Proposed Amendments to TDS Restated Certificate of Incorporation

 

Today we announced several proposed amendments that we believe will benefit our shareholders and the company. These amendments are described below.

 

Share Consolidation Amendment

 

The first proposal is an amendment that would reclassify all outstanding TDS Special Common Shares (currently traded on the New York Stock Exchange under the stock ticker “TDS.S”) as Common Shares (traded on the NYSE as “TDS”). All TDS Special Common Shares would therefore become Common Shares, and all holders of Special Common Shares will receive an equal number of Common Shares, in place of their Special Common Shares.

 

Vote Amendment

 

The second proposal is an amendment that relates to the voting power assigned to certain classes of TDS stock.

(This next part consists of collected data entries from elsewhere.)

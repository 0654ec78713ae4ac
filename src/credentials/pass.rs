//! Password-store (pass) backend.
//!
//! The password is the first line of the entry unless `field` names a
//! `field: value` line instead.

use std::io::Write;
use std::process::{Command, Stdio};

use anyhow::{Context, Result};
use async_trait::async_trait;
use secrecy::{ExposeSecret, SecretString};
use serde::{Deserialize, Serialize};

use super::PasswordStore;

#[derive(Debug, Clone, PartialEq, Eq, Serialize, Deserialize)]
pub struct PassConfig {
    /// The pass entry path (e.g., "work/azure-ad").
    pub path: String,

    /// Read this `field: value` line instead of the first line.
    #[serde(default, skip_serializing_if = "Option::is_none")]
    pub field: Option<String>,
}

pub struct PassPasswordStore {
    config: PassConfig,
}

impl PassPasswordStore {
    pub fn new(config: PassConfig) -> Self {
        Self { config }
    }

    fn show(&self) -> Result<Option<String>> {
        let output = Command::new("pass")
            .arg("show")
            .arg(&self.config.path)
            .output()
            .context("Failed to run pass command")?;

        if !output.status.success() {
            let stderr = String::from_utf8_lossy(&output.stderr);
            if stderr.contains("is not in the password store") {
                return Ok(None);
            }
            anyhow::bail!("pass show {} failed: {}", self.config.path, stderr.trim());
        }

        String::from_utf8(output.stdout)
            .map(Some)
            .context("Invalid UTF-8 in pass output")
    }

    fn insert(&self, content: &str) -> Result<()> {
        let mut child = Command::new("pass")
            .arg("insert")
            .arg("--multiline")
            .arg("--force")
            .arg(&self.config.path)
            .stdin(Stdio::piped())
            .stdout(Stdio::null())
            .spawn()
            .context("Failed to spawn pass command")?;

        if let Some(stdin) = child.stdin.as_mut() {
            stdin
                .write_all(content.as_bytes())
                .context("Failed to write to pass stdin")?;
        }

        let status = child.wait().context("Failed to wait for pass command")?;
        if !status.success() {
            anyhow::bail!("pass insert {} failed", self.config.path);
        }
        Ok(())
    }
}

#[async_trait]
impl PasswordStore for PassPasswordStore {
    async fn get(&self) -> Result<Option<SecretString>> {
        let Some(content) = self.show()? else {
            return Ok(None);
        };
        let entry = PassEntry::parse(&content);
        Ok(entry
            .password(self.config.field.as_deref())
            .map(|pw| SecretString::from(pw.to_string())))
    }

    async fn set(&self, password: SecretString) -> Result<()> {
        let mut entry = self
            .show()?
            .map(|content| PassEntry::parse(&content))
            .unwrap_or_default();
        entry.replace(self.config.field.as_deref(), password.expose_secret());
        self.insert(&entry.render())
    }
}

/// Lines of a pass entry, first line being the password.
#[derive(Debug, Default, PartialEq, Eq)]
struct PassEntry {
    lines: Vec<String>,
}

impl PassEntry {
    fn parse(content: &str) -> Self {
        Self {
            lines: content.lines().map(str::to_string).collect(),
        }
    }

    fn password(&self, field: Option<&str>) -> Option<&str> {
        match field {
            None => self.lines.first().map(String::as_str).filter(|l| !l.is_empty()),
            Some(field) => self.lines.iter().skip(1).find_map(|line| {
                line.split_once(": ")
                    .filter(|(key, _)| *key == field)
                    .map(|(_, value)| value)
            }),
        }
    }

    fn replace(&mut self, field: Option<&str>, password: &str) {
        let Some(field) = field else {
            match self.lines.first_mut() {
                Some(first) => *first = password.to_string(),
                None => self.lines.push(password.to_string()),
            }
            return;
        };

        if self.lines.is_empty() {
            self.lines.push(String::new());
        }
        let prefix = format!("{field}: ");
        let line = format!("{prefix}{password}");
        match self.lines.iter_mut().skip(1).find(|l| l.starts_with(&prefix)) {
            Some(existing) => *existing = line,
            None => self.lines.push(line),
        }
    }

    fn render(&self) -> String {
        let mut out = self.lines.join("\n");
        out.push('\n');
        out
    }
}

#[cfg(test)]
mod tests {
    use super::*;

    #[test]
    fn test_password_is_first_line() {
        let entry = PassEntry::parse("s3cret\nusername: alice@example.com\n");
        assert_eq!(entry.password(None), Some("s3cret"));
        assert_eq!(entry.password(Some("username")), Some("alice@example.com"));
        assert_eq!(entry.password(Some("missing")), None);
    }

    #[test]
    fn test_empty_entry_has_no_password() {
        let entry = PassEntry::parse("");
        assert_eq!(entry.password(None), None);
    }

    #[test]
    fn test_replace_first_line_keeps_fields() {
        let mut entry = PassEntry::parse("old\nurl: https://example.com");
        entry.replace(None, "new");
        assert_eq!(entry.render(), "new\nurl: https://example.com\n");
    }

    #[test]
    fn test_replace_named_field() {
        let mut entry = PassEntry::parse("master\nazure: old");
        entry.replace(Some("azure"), "new");
        assert_eq!(entry.password(Some("azure")), Some("new"));
        assert_eq!(entry.password(None), Some("master"));

        let mut fresh = PassEntry::default();
        fresh.replace(Some("azure"), "pw");
        assert_eq!(fresh.render(), "\nazure: pw\n");
    }
}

This amendment would “freeze” the voting power of Series A Common Shares at the level it was immediately before the share reclassification, with certain exceptions. This will retain the relative voting power of the public shareholders and Series A shareholders, including the Carlson family Voting Trust.

 

Ancillary Amendment

 

This amendment would “clean up” some obsolete and inoperative provisions of the certificate of incorporation.

 

Impact on Associates and Employees

 

These proposed amendments will not impact the day-to-day business operations or strategic priorities of U.S. Cellular, TDS Telecom, Suttle-Straus or TDS Corporate. Please read the related Q&A for more information.

 

Next Steps

 

The TDS Board of Directors has approved the proposed amendments, and TDS will file preliminary proxy materials with the Securities and Exchange Commission (SEC) on August 8. After TDS receives a response from the SEC, we will create and file a definitive proxy statement, and schedule a special meeting of shareholders to vote on these amendments. If you’re a shareholder of TDS, you’ll automatically receive the proxy materials prior to the meeting, so that you can vote.

 

For More Information

 

·                  If you have questions, please first read the Q&A for associates and employees. The proposed amendments would impact certain TDS compensation and benefit plans. You can read more about the potential impact here.

 



 

·                  You can also download the proxy materials when they become available on the SEC filings page of www.teldta.com.

 

Media Inquiries

 

If you are contacted by a media representative about the proposed amendments, please refer the representative to Jane McCahon, TDS vice president of corporate relations, at jane.mccahon@teldta.com. Associates and employees should not speak to any media representative about the proposed amendments.

 

The legal disclaimer below is required because the proposals will require shareholder votes, and many associates and employees are TDS shareholders.

 

IMPORTANT INFORMATION: This communication is not a solicitation of a proxy from any TDS shareholder.  Additional information relating to the foregoing proposals to be submitted to TDS shareholders is included in TDS’ preliminary proxy statement and will be included in TDS’ definitive proxy statement when it becomes available.  YOU ARE ADVISED TO READ SUCH DOCUMENTS IF AND WHEN THEY BECOME AVAILABLE, BECAUSE THEY WILL CONTAIN IMPORTANT INFORMATION. You may access such documents without charge if and when they become available at the SEC’s web site (www.sec.gov) and on the TDS web site (www.teldta.com) in the Investor Relations section on the SEC filing page. TDS and its executive officers, directors and nominees may be deemed to be participants in the solicitation of proxies from TDS shareholders in connection with the foregoing proposals.  Information regarding the security ownership and other interests of TDS’ executive officers and directors is included in TDS’ preliminary proxy statement and will be included in TDS’ definitive proxy statement when it is available.

 



 

Q&A for Associates and Employees

 

Proposed Amendments to TDS Restated Certificate of Incorporation

 

What is the goal of these amendments?

 

In 2005, TDS issued Special Common Shares to use as currency for acquisitions and other purposes. However, since then, the Special Common Shares have generally traded at a discount to the Common Shares, and this discount has increased significantly in recent periods. As a result, it hasn’t made economic sense to use them for their intended purposes.

 

Also, having two publicly traded classes of stock can be confusing to investors, and might prevent them from fully understanding and appropriately valuing our company.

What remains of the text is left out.